» Your goal
Within the records below is a range that opens at the line with "A deck whose" and closes at the line with "pub fn deck_with_counts(counts: &[usize])". Return that range word for word, both ends included, and only that range.

Data extracted from a collection:
● ● ● ● ●
use std::path::PathBuf;

use tempfile::TempDir;

use crate::core::{Deck, Fragment, Slide};

/// Three slides with 2, 0 and 1 reveal units.
pub const SAMPLE_DECK_TOML: &str = r#"title = "Testing the front-end"
transition = ["zoom", "slide"]

[[slides]]
background = "primary"
content = [{ kind = "heading", text = "Why test?" }]
reveal = [
  { kind = "text", text = "In working application" },
  { kind = "text", text = "When doing refactoring" },
]

[[slides]]
transition = "fade"
content = [{ kind = "heading", text = "Tools" }]

[[slides]]
content = [{ kind = "code", lang = "js", source = "it('works', () => {})" }]
reveal = [{ kind = "link", href = "https://jestjs.io", text = "Jest" }]
"#;

/// A deck whose slide `i` has `counts[i]` reveal units.
///
/// Each slide carries one heading `Slide {i+1}` and text units
/// `point {i}.{j}`.
///
/// # Panics
///
/// Panics when `counts` is empty.
#[must_use]
pub fn deck_with_counts(counts: &[usize]) -> Deck {
    let slides = counts
        .iter()
        .enumerate()
        .map(|(i, &units)| {
            Slide::new(
                vec![Fragment::heading(format!("Slide {}", i + 1))],
                (0..units)
                    .map(|j| Fragment::text(format!("point {i}.{j}")))
                    .collect(),
            )
        })
        .collect();
    Deck::new(slides).expect("deck_with_counts needs at least one slide")
}

/// Temporary directory holding deck and config files.
pub struct DeckFixture {
    pub temp_dir: TempDir,
    pub root: PathBuf,
}

impl DeckFixture {
    /// # Panics
    ///
    /// Panics when the temporary directory cannot be created.
    #[must_use]
    pub fn new() -> Self {
        let temp_dir = TempDir::new().expect("Failed to create temp dir");
        let root = temp_dir.path().to_path_buf();
        println!("[FIXTURE] Created temp directory: {}", root.display());
        Self { temp_dir, root }
    }

    /// Write a file relative to the fixture root.
    ///
    /// # Panics
    ///
    /// Panics on any filesystem error.
    pub fn write(&self, relative_path: &str, content: &str) -> PathBuf {
        let full_path = self.root.join(relative_path);
        if let Some(parent) = full_path.parent() {
            std::fs::create_dir_all(parent).expect("Failed to create parent dirs");
        }
        std::fs::write(&full_path, content).expect("Failed to write file");
        println!(
            "[FIXTURE] Wrote {} ({} bytes)",
            full_path.display(),
            content.len()
        );
        full_path
    }

    /// Write [`SAMPLE_DECK_TOML`] as `talk.toml`.
    pub fn sample_deck(&self) -> PathBuf {
        self.write("talk.toml", SAMPLE_DECK_TOML)
    }
}

impl Default for DeckFixture {
    fn default() -> Self {
        Self::new()
    }
}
● ● ● ● ●
» Written solution
/// A deck whose slide `i` has `counts[i]` reveal units.
///
/// Each slide carries one heading `Slide {i+1}` and text units
/// `point {i}.{j}`.
///
/// # Panics
///
/// Panics when `counts` is empty.
#[must_use]
pub fn deck_with_counts(counts: &[usize]) -> Deck {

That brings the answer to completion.